Two Bangladeshis, including an imam, were gunned down in a brazen daylight attack in New York City while returning home from a mosque after Zohr prayers on Saturday.
The deceased were identified as Imam Alauddin Akhunji, 55, hailing from Chunarghat upazila of Habiganj and Tera Uddin, 64, of Laxmipasha village of Golapganj upazila in Sylhet.
Miscreants attacked and opened fire on them when they left the Al-Furqan Jame Masjid mosque in the Ozone Park section of Queens shortly before 2pm (Local time), leaving them critically injured, reports the Associated Press(AP) quoting New York police. They were taken to Jamaica Hospital where doctors declared them dead.
“Both the Imam and other Bangladeshi national died following the incident,” Shameem Ahsan, Consul General at Bangladesh Consulate in New York, told UNB on Sunday.

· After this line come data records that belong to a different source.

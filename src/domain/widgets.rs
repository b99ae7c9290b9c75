//! Named widgets embedded in document bodies.
//!
//! Widgets use a JSX-like tag syntax whose name starts with an uppercase
//! ASCII letter, e.g. `<Attribution name="Jane Doe" url="https://…" />`.
//! Markdown hands such tags through as raw HTML; [`scan`] splits a raw
//! fragment into plain text and validated [`Widget`]s.

use std::collections::BTreeMap;
use std::fmt;
use std::str::FromStr;

use serde::{Deserialize, Serialize};
use thiserror::Error;
use url::Url;

#[derive(Debug, Error, Clone, PartialEq, Eq)]
pub enum WidgetError {
    #[error("malformed widget tag `{fragment}`: {message}")]
    Syntax { fragment: String, message: String },
    #[error("unknown widget `<{name}>`")]
    Unknown { name: String },
    #[error("widget `<{widget}>` requires the `{attribute}` attribute")]
    MissingAttribute {
        widget: WidgetKind,
        attribute: &'static str,
    },
    #[error("widget `<{widget}>` has an invalid `{attribute}` attribute: {message}")]
    InvalidAttribute {
        widget: WidgetKind,
        attribute: String,
        message: String,
    },
    #[error("widget `<{widget}>` must be self-closing")]
    NotSelfClosing { widget: WidgetKind },
    #[error("widget `<{widget}>` cannot be self-closing")]
    SelfClosing { widget: WidgetKind },
}

#[derive(Debug, Clone, Copy, PartialEq, Eq, Hash, PartialOrd, Ord, Serialize, Deserialize)]
pub enum WidgetKind {
    Comments,
    Attribution,
    Callout,
}

impl WidgetKind {
    pub fn as_str(&self) -> &'static str {
        match self {
            WidgetKind::Comments => "Comments",
            WidgetKind::Attribution => "Attribution",
            WidgetKind::Callout => "Callout",
        }
    }

    fn from_name(name: &str) -> Option<Self> {
        match name {
            "Comments" => Some(WidgetKind::Comments),
            "Attribution" => Some(WidgetKind::Attribution),
            "Callout" => Some(WidgetKind::Callout),
            _ => None,
        }
    }
}

impl fmt::Display for WidgetKind {
    fn fmt(&self, f: &mut fmt::Formatter<'_>) -> fmt::Result {
        f.write_str(self.as_str())
    }
}

#[derive(Debug, Clone, Copy, PartialEq, Eq, Default)]
pub enum CalloutVariant {
    #[default]
    Note,
    Tip,
    Warning,
    Danger,
}

impl CalloutVariant {
    pub fn as_str(&self) -> &'static str {
        match self {
            CalloutVariant::Note => "note",
            CalloutVariant::Tip => "tip",
            CalloutVariant::Warning => "warning",
            CalloutVariant::Danger => "danger",
        }
    }

    pub fn label(&self) -> &'static str {
        match self {
            CalloutVariant::Note => "Note",
            CalloutVariant::Tip => "Tip",
            CalloutVariant::Warning => "Warning",
            CalloutVariant::Danger => "Danger",
        }
    }
}

impl FromStr for CalloutVariant {
    type Err = String;

    fn from_str(value: &str) -> Result<Self, Self::Err> {
        match value.trim().to_ascii_lowercase().as_str() {
            "note" | "info" => Ok(CalloutVariant::Note),
            "tip" => Ok(CalloutVariant::Tip),
            "warning" | "warn" => Ok(CalloutVariant::Warning),
            "danger" | "error" => Ok(CalloutVariant::Danger),
            other => Err(format!(
                "`{other}` is not one of note, tip, warning, danger"
            )),
        }
    }
}

/// A validated widget occurrence.
#[derive(Debug, Clone, PartialEq, Eq)]
pub enum Widget {
    Comments {
        term: Option<String>,
    },
    Attribution {
        name: String,
        url: String,
        source: Option<String>,
    },
    CalloutOpen {
        variant: CalloutVariant,
        title: Option<String>,
    },
    CalloutClose,
}

impl Widget {
    pub fn kind(&self) -> WidgetKind {
        match self {
            Widget::Comments { .. } => WidgetKind::Comments,
            Widget::Attribution { .. } => WidgetKind::Attribution,
            Widget::CalloutOpen { .. } | Widget::CalloutClose => WidgetKind::Callout,
        }
    }

    fn from_tag(tag: RawTag) -> Result<Self, WidgetError> {
        let kind = WidgetKind::from_name(&tag.name).ok_or_else(|| WidgetError::Unknown {
            name: tag.name.clone(),
        })?;

        match kind {
            WidgetKind::Comments | WidgetKind::Attribution if tag.closing => {
                Err(WidgetError::NotSelfClosing { widget: kind })
            }
            WidgetKind::Comments | WidgetKind::Attribution if !tag.self_closing => {
                Err(WidgetError::NotSelfClosing { widget: kind })
            }
            WidgetKind::Comments => {
                tag.reject_unknown(kind, &["term"])?;
                Ok(Widget::Comments {
                    term: tag.optional_text(kind, "term")?,
                })
            }
            WidgetKind::Attribution => {
                tag.reject_unknown(kind, &["name", "url", "source"])?;
                let name = tag
                    .optional_text(kind, "name")?
                    .ok_or(WidgetError::MissingAttribute {
                        widget: kind,
                        attribute: "name",
                    })?;
                let url = tag
                    .optional_text(kind, "url")?
                    .ok_or(WidgetError::MissingAttribute {
                        widget: kind,
                        attribute: "url",
                    })?;
                let parsed = Url::parse(&url).map_err(|err| WidgetError::InvalidAttribute {
                    widget: kind,
                    attribute: "url".to_string(),
                    message: err.to_string(),
                })?;
                if !matches!(parsed.scheme(), "http" | "https") {
                    return Err(WidgetError::InvalidAttribute {
                        widget: kind,
                        attribute: "url".to_string(),
                        message: format!("scheme `{}` is not http(s)", parsed.scheme()),
                    });
                }
                Ok(Widget::Attribution {
                    name,
                    url,
                    source: tag.optional_text(kind, "source")?,
                })
            }
            WidgetKind::Callout if tag.closing => Ok(Widget::CalloutClose),
            WidgetKind::Callout if tag.self_closing => {
                Err(WidgetError::SelfClosing { widget: kind })
            }
            WidgetKind::Callout => {
                tag.reject_unknown(kind, &["type", "title"])?;
                let variant = match tag.optional_text(kind, "type")? {
                    Some(raw) => raw.parse::<CalloutVariant>().map_err(|message| {
                        WidgetError::InvalidAttribute {
                            widget: kind,
                            attribute: "type".to_string(),
                            message,
                        }
                    })?,
                    None => CalloutVariant::default(),
                };
                Ok(Widget::CalloutOpen {
                    variant,
                    title: tag.optional_text(kind, "title")?,
                })
            }
        }
    }
}

/// Piece of a raw HTML fragment after widget scanning.
#[derive(Debug, Clone, PartialEq, Eq)]
pub enum Segment<'a> {
    Text(&'a str),
    Widget(Widget),
}

/// Returns `true` when the fragment contains something shaped like a
/// widget tag (`<Name` or `</Name`).
pub fn contains_widget(fragment: &str) -> bool {
    let bytes = fragment.as_bytes();
    bytes.iter().enumerate().any(|(idx, &byte)| {
        byte == b'<' && widget_name_start(bytes, idx + 1).is_some()
    })
}

fn widget_name_start(bytes: &[u8], mut idx: usize) -> Option<usize> {
    if bytes.get(idx) == Some(&b'/') {
        idx += 1;
    }
    bytes
        .get(idx)
        .filter(|byte| byte.is_ascii_uppercase())
        .map(|_| idx)
}

/// Split a raw HTML fragment into text and widgets.
pub fn scan(fragment: &str) -> Result<Vec<Segment<'_>>, WidgetError> {
    let bytes = fragment.as_bytes();
    let mut segments = Vec::new();
    let mut text_start = 0usize;
    let mut idx = 0usize;

    while idx < bytes.len() {
        if bytes[idx] == b'<' && widget_name_start(bytes, idx + 1).is_some() {
            let end = find_tag_end(fragment, idx)?;
            if text_start < idx {
                segments.push(Segment::Text(&fragment[text_start..idx]));
            }
            let tag = RawTag::parse(&fragment[idx..=end])?;
            segments.push(Segment::Widget(Widget::from_tag(tag)?));
            idx = end + 1;
            text_start = idx;
        } else {
            idx += 1;
        }
    }

    if text_start < bytes.len() {
        segments.push(Segment::Text(&fragment[text_start..]));
    }

    Ok(segments)
}

fn find_tag_end(fragment: &str, start: usize) -> Result<usize, WidgetError> {
    let mut quote: Option<u8> = None;
    for (offset, &byte) in fragment.as_bytes()[start..].iter().enumerate() {
        match (quote, byte) {
            (Some(open), b) if b == open => quote = None,
            (Some(_), _) => {}
            (None, b'"' | b'\'') => quote = Some(byte),
            (None, b'>') => return Ok(start + offset),
            (None, _) => {}
        }
    }

    Err(WidgetError::Syntax {
        fragment: fragment[start..].trim_end().to_string(),
        message: "tag is never closed with `>`".to_string(),
    })
}

#[derive(Debug, Clone, PartialEq, Eq)]
enum AttributeValue {
    Text(String),
    Flag,
}

#[derive(Debug)]
struct RawTag {
    name: String,
    attributes: BTreeMap<String, AttributeValue>,
    closing: bool,
    self_closing: bool,
}

impl RawTag {
    fn parse(source: &str) -> Result<Self, WidgetError> {
        let syntax = |message: &str| WidgetError::Syntax {
            fragment: source.to_string(),
            message: message.to_string(),
        };

        let inner = source
            .strip_prefix('<')
            .and_then(|rest| rest.strip_suffix('>'))
            .ok_or_else(|| syntax("expected `<…>`"))?;
        let (closing, inner) = match inner.strip_prefix('/') {
            Some(rest) => (true, rest),
            None => (false, inner),
        };
        let (self_closing, inner) = match inner.trim_end().strip_suffix('/') {
            Some(rest) => (true, rest),
            None => (false, inner),
        };

        let name_len = inner
            .find(|ch: char| !(ch.is_ascii_alphanumeric() || ch == '_' || ch == '.'))
            .unwrap_or(inner.len());
        let name = &inner[..name_len];
        if name.is_empty() {
            return Err(syntax("missing tag name"));
        }

        let attributes = parse_attributes(&inner[name_len..]).map_err(|msg| syntax(&msg))?;
        if closing && (self_closing || !attributes.is_empty()) {
            return Err(syntax("closing tags take no attributes"));
        }

        Ok(Self {
            name: name.to_string(),
            attributes,
            closing,
            self_closing,
        })
    }

    fn reject_unknown(&self, widget: WidgetKind, allowed: &[&str]) -> Result<(), WidgetError> {
        match self
            .attributes
            .keys()
            .find(|key| !allowed.contains(&key.as_str()))
        {
            Some(key) => Err(WidgetError::InvalidAttribute {
                widget,
                attribute: key.clone(),
                message: "unsupported attribute".to_string(),
            }),
            None => Ok(()),
        }
    }

    fn optional_text(
        &self,
        widget: WidgetKind,
        attribute: &'static str,
    ) -> Result<Option<String>, WidgetError> {
        match self.attributes.get(attribute) {
            None => Ok(None),
            Some(AttributeValue::Flag) => Err(WidgetError::InvalidAttribute {
                widget,
                attribute: attribute.to_string(),
                message: "expected a quoted value".to_string(),
            }),
            Some(AttributeValue::Text(value)) => {
                let trimmed = value.trim();
                if trimmed.is_empty() {
                    Err(WidgetError::InvalidAttribute {
                        widget,
                        attribute: attribute.to_string(),
                        message: "value must not be blank".to_string(),
                    })
                } else {
                    Ok(Some(trimmed.to_string()))
                }
            }
        }
    }
}

fn parse_attributes(input: &str) -> Result<BTreeMap<String, AttributeValue>, String> {
    let mut attributes = BTreeMap::new();
    let mut rest = input.trim_start();

    while !rest.is_empty() {
        let key_len = rest
            .find(|ch: char| ch.is_whitespace() || ch == '=')
            .unwrap_or(rest.len());
        let key = &rest[..key_len];
        if key.is_empty() || !key.chars().all(|ch| ch.is_ascii_alphanumeric() || ch == '-' || ch == '_') {
            return Err(format!("invalid attribute name near `{rest}`"));
        }
        rest = rest[key_len..].trim_start();

        let value = if let Some(after_eq) = rest.strip_prefix('=') {
            let after_eq = after_eq.trim_start();
            let quote = after_eq
                .chars()
                .next()
                .filter(|ch| *ch == '"' || *ch == '\'')
                .ok_or_else(|| format!("attribute `{key}` must use a quoted value"))?;
            let body = &after_eq[1..];
            let close = body
                .find(quote)
                .ok_or_else(|| format!("attribute `{key}` has an unterminated value"))?;
            rest = body[close + 1..].trim_start();
            AttributeValue::Text(body[..close].to_string())
        } else {
            AttributeValue::Flag
        };

        if attributes.insert(key.to_string(), value).is_some() {
            return Err(format!("attribute `{key}` is repeated"));
        }
    }

    Ok(attributes)
}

The diplomat said he visited both the crime spot and Jamaica Hospital, where they were sent with injuries, right after the incident. Quoting police, AP reported from New York that no motive has been established and there is no reason to believe the men were shot because they were Muslims.
“There’s nothing in the preliminary investigation to indicate that they were targeted because of their faith,” Deputy Inspector Henry Sautner of the New York Police Department was quoted by AP as saying.
Members of the Bangladeshi community served by the mosque said they want the shooting to be treated as a hate crime. More than 100 people attending a rally at the shooting site on Saturday night chanted, ‘We want justice!’
UNB Habiganj correspondent reports: Alauddin Akhunji, father of three sons and five daughters, went to the US along with his first wife, one son and four daughters in 2011. His second wife, two sons and a daughter stay in at Shayestanagar in the district town. Alauddin’s brother Nasiruddin Akhunji demanded punishment of the killers of his brother. His son Fayezuddin Akhunji said, “My father was scheduled to return home on August 31…I want immediate punishment of the killers.”
Thara Uddin, who used to live near the house of Imam Alauddin, went to New York along with his family four years ago. Meanwhile, Bangladesh has condemned the killing of the Imam and his associate describing it as a cowardly act on peace-loving people. “We condemn the killing of Bangladeshi origin Imam in NYC…it’s a cowardly act on peace loving people,” State Minister for Foreign Affairs M Shahriar Alam tweeted on Sunday. Earlier, US Ambassador in Dhaka Marcia Bernicat mourned the deaths of the two Bangladesh-origin nationals in New York saying violence is not the solution. “We mourn the deaths of Imam Akonjee and Thara Uddin. violence can never be the solution,” she tweeted on Sunday. Ambassador Bernicat in a separate message said Imam Akonjee was a respected community leader. “We join all Bangladeshis to condemn the killings of Imam Akonjee and Thara Uddin, and honor what these two men stood for,” she said.